Dan kabar buruk itu terjadi juga. Selepas Ashar, saat Nakhwah tengah asyik menjahit celana suaminya yg robek, tetangga Nakhwah memberitahukan kabar itu. Sepeda motor suaminya ditabrak truk. Sebenarnya suaminya tak jadi pulang telat dan memutuskan pulang ke rumah lebih awal. Tapi apa mau dikata. Di situlah ajal suaminya datang.

Tangan Nakhwah bergetar hebat. Semua benda yang dipegangnya jatuh ke lantai, wajahnya pucat dan dia menatap ibu-ibu tetangganya itu dengan mata yang berkilat. “Bapak?”

Tetangganya mengangguk. Tak lama kemudian sebuah mobil ambulans dan rombongan orang menuju rumah Nakhwah. Rupanya suami Nakhwah tak sempat bertahan saat akan dibawa ke rumah sakit. Sehingga di tengah perjalanan, teman-teman suaminya memutuskan untuk membawa jasad suaminya langsung ke rumah.

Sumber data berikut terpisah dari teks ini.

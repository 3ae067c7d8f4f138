//! # Telemetry and actuation messages
//!
//! These types fix the wire contract between the simulator/vehicle bridge and
//! the controller. A telemetry message carries the upcoming reference
//! waypoints in the world frame, the vehicle pose and the current speed. The
//! actuation response carries the normalised steering and throttle demands
//! plus two point sequences used purely for display: the predicted trajectory
//! (`mpc_x`/`mpc_y`) and the fitted reference line (`next_x`/`next_y`), both
//! in the vehicle frame.

// ------------------------------------------------------------------------------------------------
// IMPORTS
// ------------------------------------------------------------------------------------------------

use serde::{Deserialize, Serialize};
use thiserror::Error;

// ------------------------------------------------------------------------------------------------
// DATA STRUCTURES
// ------------------------------------------------------------------------------------------------

/// Telemetry received from the vehicle once per control cycle.
#[derive(Debug, Clone, Serialize, Deserialize)]
pub struct TelemMsg {
    /// Reference waypoint x positions in the world frame.
    pub ptsx: Vec<f64>,

    /// Reference waypoint y positions in the world frame.
    pub ptsy: Vec<f64>,

    /// Vehicle x position in the world frame.
    pub x: f64,

    /// Vehicle y position in the world frame.
    pub y: f64,

    /// Vehicle heading in the world frame.
    ///
    /// Units: radians
    pub psi: f64,

    /// Vehicle speed.
    pub speed: f64,
}

/// Actuation demands sent back to the vehicle in response to telemetry.
#[derive(Debug, Clone, Default, Serialize, Deserialize)]
pub struct ActuationMsg {
    /// Steering demand, normalised into [-1, +1].
    pub steering_angle: f64,

    /// Throttle (positive) or brake (negative) demand in [-1, +1].
    pub throttle: f64,

    /// Predicted trajectory x positions in the vehicle frame, for display.
    pub mpc_x: Vec<f64>,

    /// Predicted trajectory y positions in the vehicle frame, for display.
    pub mpc_y: Vec<f64>,

    /// Reference line x positions in the vehicle frame, for display.
    pub next_x: Vec<f64>,

    /// Reference line y positions in the vehicle frame, for display.
    pub next_y: Vec<f64>,
}

// ------------------------------------------------------------------------------------------------
// ENUMERATIONS
// ------------------------------------------------------------------------------------------------

/// Errors which can occur when parsing a telemetry message.
#[derive(Debug, Error)]
pub enum TelemParseError {
    #[error("The message is not valid JSON: {0}")]
    NotJson(serde_json::Error),

    #[error("Waypoint arrays have mismatched lengths ({0} x values, {1} y values)")]
    WaypointLengthMismatch(usize, usize),
}

// ------------------------------------------------------------------------------------------------
// IMPLEMENTATIONS
// ------------------------------------------------------------------------------------------------

impl TelemMsg {
    /// Parse a telemetry message from its JSON wire representation.
    pub fn from_json(json: &str) -> Result<Self, TelemParseError> {
        let msg: TelemMsg = serde_json::from_str(json).map_err(TelemParseError::NotJson)?;

        if msg.ptsx.len() != msg.ptsy.len() {
            return Err(TelemParseError::WaypointLengthMismatch(
                msg.ptsx.len(),
                msg.ptsy.len(),
            ));
        }

        Ok(msg)
    }
}

impl ActuationMsg {
    /// Serialise the actuation message for the wire.
    pub fn to_json(&self) -> Result<String, serde_json::Error> {
        serde_json::to_string(self)
    }
}

// ------------------------------------------------------------------------------------------------
// TESTS
// ------------------------------------------------------------------------------------------------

Nakhwah tergugu melihat tubuh suaminya digotong oleh beberapa orang. Masih memakai bajunya yang tadi tanpa ada lipatan baju yang kusut dan masih memakai sepatunya yang hitam mengkilat. Tapi kali ini semuanya tertutup darah. Darah dimana-mana. Nakhwah pucat, darahnya tiba-tiba seperti berhenti mengalir. Dia jatuh tersungkur. Beberapa orang mencoba membantunya. Tapi setelah dia berdiri kembali, Nakhwah langsung berlari keluar rumah, berlari ke arah pantai dekat rumahnya, pantai yang sering dia kunjungi dengan suaminya pada waktu luang mereka untuk sekedar bermain ombak.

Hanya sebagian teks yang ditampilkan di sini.